O quão importante é a beleza? Ao longo dos séculos, seus padrões foram sendo alterados, chegando até o ponto no qual qualquer sinônimo de gordura é rechaçado com veemência e radicalismo. Mais recentemente, estamos vendo uma retomada dos “antigos” padrões, mas tudo ainda gira em torno de uma beleza top model pura e simplesmente e claro que não me refiro à interior, mas sim unicamente à exterior. Uma hipocrisia generalizada que faz as pessoas indicarem que ela não importa, o que vale é a personalidade, quando, de fato, estão mergulhadas no preconceito de tal forma que não percebem, ora julgando os outros, ora a si próprios, mascarando a necessidade de ser belo com uma ânsia por ser fitness e viver uma vida em tese saudável.

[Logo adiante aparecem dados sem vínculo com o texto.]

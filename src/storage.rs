//! Investigation persistence
//!
//! Finished investigations can be written out for later review. Storage
//! failures are logged by the orchestrator but never fail a request.

use async_trait::async_trait;
use std::path::PathBuf;
use tokio::sync::Mutex;

use crate::error::Result;
use crate::types::WalletInvestigation;

#[async_trait]
pub trait InvestigationStore: Send + Sync {
    async fn store(&self, investigation: &WalletInvestigation) -> Result<()>;
}

/// One pretty-printed JSON file per investigation under a base directory
pub struct JsonFileStore {
    dir: PathBuf,
}

impl JsonFileStore {
    pub fn new(dir: impl Into<PathBuf>) -> Self {
        Self { dir: dir.into() }
    }

    fn file_path(&self, investigation: &WalletInvestigation) -> PathBuf {
        let name = format!(
            "{}_{}_{}.json",
            investigation.chain,
            sanitize(&investigation.address),
            investigation.investigated_at.format("%Y%m%dT%H%M%S")
        );
        self.dir.join(name)
    }
}

/// Keep only filesystem-safe characters from an address
fn sanitize(address: &str) -> String {
    address
        .chars()
        .filter(|c| c.is_ascii_alphanumeric())
        .collect()
}

#[async_trait]
impl InvestigationStore for JsonFileStore {
    async fn store(&self, investigation: &WalletInvestigation) -> Result<()> {
        tokio::fs::create_dir_all(&self.dir).await?;
        let body = serde_json::to_vec_pretty(investigation)?;
        tokio::fs::write(self.file_path(investigation), body).await?;
        Ok(())
    }
}

/// In-memory store for tests and ad-hoc batch runs
#[derive(Default)]
pub struct MemoryStore {
    investigations: Mutex<Vec<WalletInvestigation>>,
}

impl MemoryStore {
    pub fn new() -> Self {
        Self::default()
    }

    pub async fn all(&self) -> Vec<WalletInvestigation> {
        self.investigations.lock().await.clone()
    }
}

#[async_trait]
impl InvestigationStore for MemoryStore {
    async fn store(&self, investigation: &WalletInvestigation) -> Result<()> {
        self.investigations.lock().await.push(investigation.clone());
        Ok(())
    }
}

Agora, se o mundo no qual vivemos já traz esse tipo de comportamento, como seria o mundo da moda, no qual as modelos precisam extinguir sua própria individualidade a fim de se tornar uma estátua móvel, esculpida pelo olhar dos outros e julgada, acima de tudo, por elas próprias? Possivelmente a mesma coisa que temos em nosso dia-a-dia, mas multiplicado de forma a levar qualquer um à loucura. Evidente que isso não ocorre somente no mundo feminino, mas o foco da obra de Nicolas Winding Refn, Demônio de Neon, é a mulher, especificamente aquela que enxerga em si própria somente a beleza externa e vê nessa característica a única forma de conseguir sobreviver.

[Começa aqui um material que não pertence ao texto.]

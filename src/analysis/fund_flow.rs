//! Fund flow tracing
//!
//! Labels each transaction's counterparty against known entity name
//! fragments (exchanges, forex brokers, banks, DeFi protocols) and
//! reduces the history to a directed flow list plus a summary. Matching
//! is case-insensitive substring over the counterparty string; real
//! deployments feed labeled addresses through the same path.

use serde::{Deserialize, Serialize};

use crate::types::Transaction;

// Checked in priority order; the first category that matches wins
const EXCHANGE_LABELS: &[&str] = &[
    "binance",
    "coinbase",
    "kraken",
    "kucoin",
    "huobi",
    "okx",
    "bybit",
    "bitfinex",
    "gemini",
    "ftx",
    "crypto.com",
    "robinhood",
    "webull",
];
// Two-letter broker fragments (ig, xm) are omitted: as substrings they
// match far too many unrelated counterparty strings
const FOREX_LABELS: &[&str] = &[
    "oanda",
    "fxcm",
    "saxo",
    "dukascopy",
    "pepperstone",
    "avatrade",
    "fxpro",
    "icmarkets",
    "fbs",
    "hotforex",
    "octafx",
];
const BANK_LABELS: &[&str] = &["bank", "fiat", "usd", "eur", "gbp", "wire", "ach", "sepa"];
const DEFI_LABELS: &[&str] = &[
    "uniswap",
    "sushiswap",
    "pancakeswap",
    "curve",
    "aave",
    "compound",
    "maker",
    "yearn",
    "balancer",
    "synthetix",
    "dydx",
    "opensea",
];

#[derive(Debug, Clone, Copy, PartialEq, Eq, Serialize, Deserialize)]
#[serde(rename_all = "snake_case")]
pub enum FlowDirection {
    Incoming,
    Outgoing,
}

#[derive(Debug, Clone, Copy, PartialEq, Eq, Hash, Serialize, Deserialize)]
#[serde(rename_all = "snake_case")]
pub enum FlowCategory {
    Exchange,
    Forex,
    Bank,
    Defi,
    Unknown,
}

/// One directed movement of funds relative to the investigated wallet
#[derive(Debug, Clone, Serialize, Deserialize)]
pub struct FundFlow {
    pub tx_hash: String,
    pub timestamp: chrono::DateTime<chrono::Utc>,
    pub direction: FlowDirection,
    pub counterparty: String,
    /// Native units
    pub amount: f64,
    pub currency: String,
    pub category: FlowCategory,
}

#[derive(Debug, Clone, Default, Serialize, Deserialize)]
pub struct FlowSummary {
    pub total_incoming: f64,
    pub total_outgoing: f64,
    pub exchange_count: usize,
    pub forex_count: usize,
    pub bank_count: usize,
    pub defi_count: usize,
    pub unknown_count: usize,
    pub largest_flow: f64,
    pub avg_flow: f64,
}

/// Trace all flows for a wallet, newest first
pub fn trace(address: &str, txs: &[Transaction]) -> Vec<FundFlow> {
    let mut flows: Vec<FundFlow> = txs
        .iter()
        .map(|tx| {
            let outbound = tx.from.eq_ignore_ascii_case(address);
            let counterparty = if outbound { &tx.to } else { &tx.from };
            FundFlow {
                tx_hash: tx.hash.clone(),
                timestamp: tx.timestamp,
                direction: if outbound {
                    FlowDirection::Outgoing
                } else {
                    FlowDirection::Incoming
                },
                counterparty: counterparty.clone(),
                amount: tx.value_f64(),
                currency: tx.currency.clone(),
                category: categorize(counterparty),
            }
        })
        .collect();

    flows.sort_by(|a, b| b.timestamp.cmp(&a.timestamp).then(a.tx_hash.cmp(&b.tx_hash)));
    flows
}

/// First matching category in priority order
pub fn categorize(counterparty: &str) -> FlowCategory {
    let lowered = counterparty.to_lowercase();
    let matches = |labels: &[&str]| labels.iter().any(|l| lowered.contains(l));

    if matches(EXCHANGE_LABELS) {
        FlowCategory::Exchange
    } else if matches(FOREX_LABELS) {
        FlowCategory::Forex
    } else if matches(BANK_LABELS) {
        FlowCategory::Bank
    } else if matches(DEFI_LABELS) {
        FlowCategory::Defi
    } else {
        FlowCategory::Unknown
    }
}

pub fn summarize(flows: &[FundFlow]) -> FlowSummary {
    let mut summary = FlowSummary::default();
    for flow in flows {
        match flow.direction {
            FlowDirection::Incoming => summary.total_incoming += flow.amount,
            FlowDirection::Outgoing => summary.total_outgoing += flow.amount,
        }
        match flow.category {
            FlowCategory::Exchange => summary.exchange_count += 1,
            FlowCategory::Forex => summary.forex_count += 1,
            FlowCategory::Bank => summary.bank_count += 1,
            FlowCategory::Defi => summary.defi_count += 1,
            FlowCategory::Unknown => summary.unknown_count += 1,
        }
        summary.largest_flow = summary.largest_flow.max(flow.amount);
    }
    if !flows.is_empty() {
        summary.avg_flow = (summary.total_incoming + summary.total_outgoing) / flows.len() as f64;
    }
    summary
}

A trama gira em torno de Jesse (Elle Fanning) uma jovem modelo iniciante, que tem rápida ascensão em virtude de sua beleza natural. O filme aborda as mudanças psicológicas da protagonista e dos personagens que a envolvem e como o sucesso de uma pode significar o fracasso de outra, levando a um ambiente hostil e competitivo que transforma as pessoas em verdadeiros demônios, desejando, acima de tudo, serem vistas como deusas pela indústria da moda que constantemente as descarta como se fossem meros objetos.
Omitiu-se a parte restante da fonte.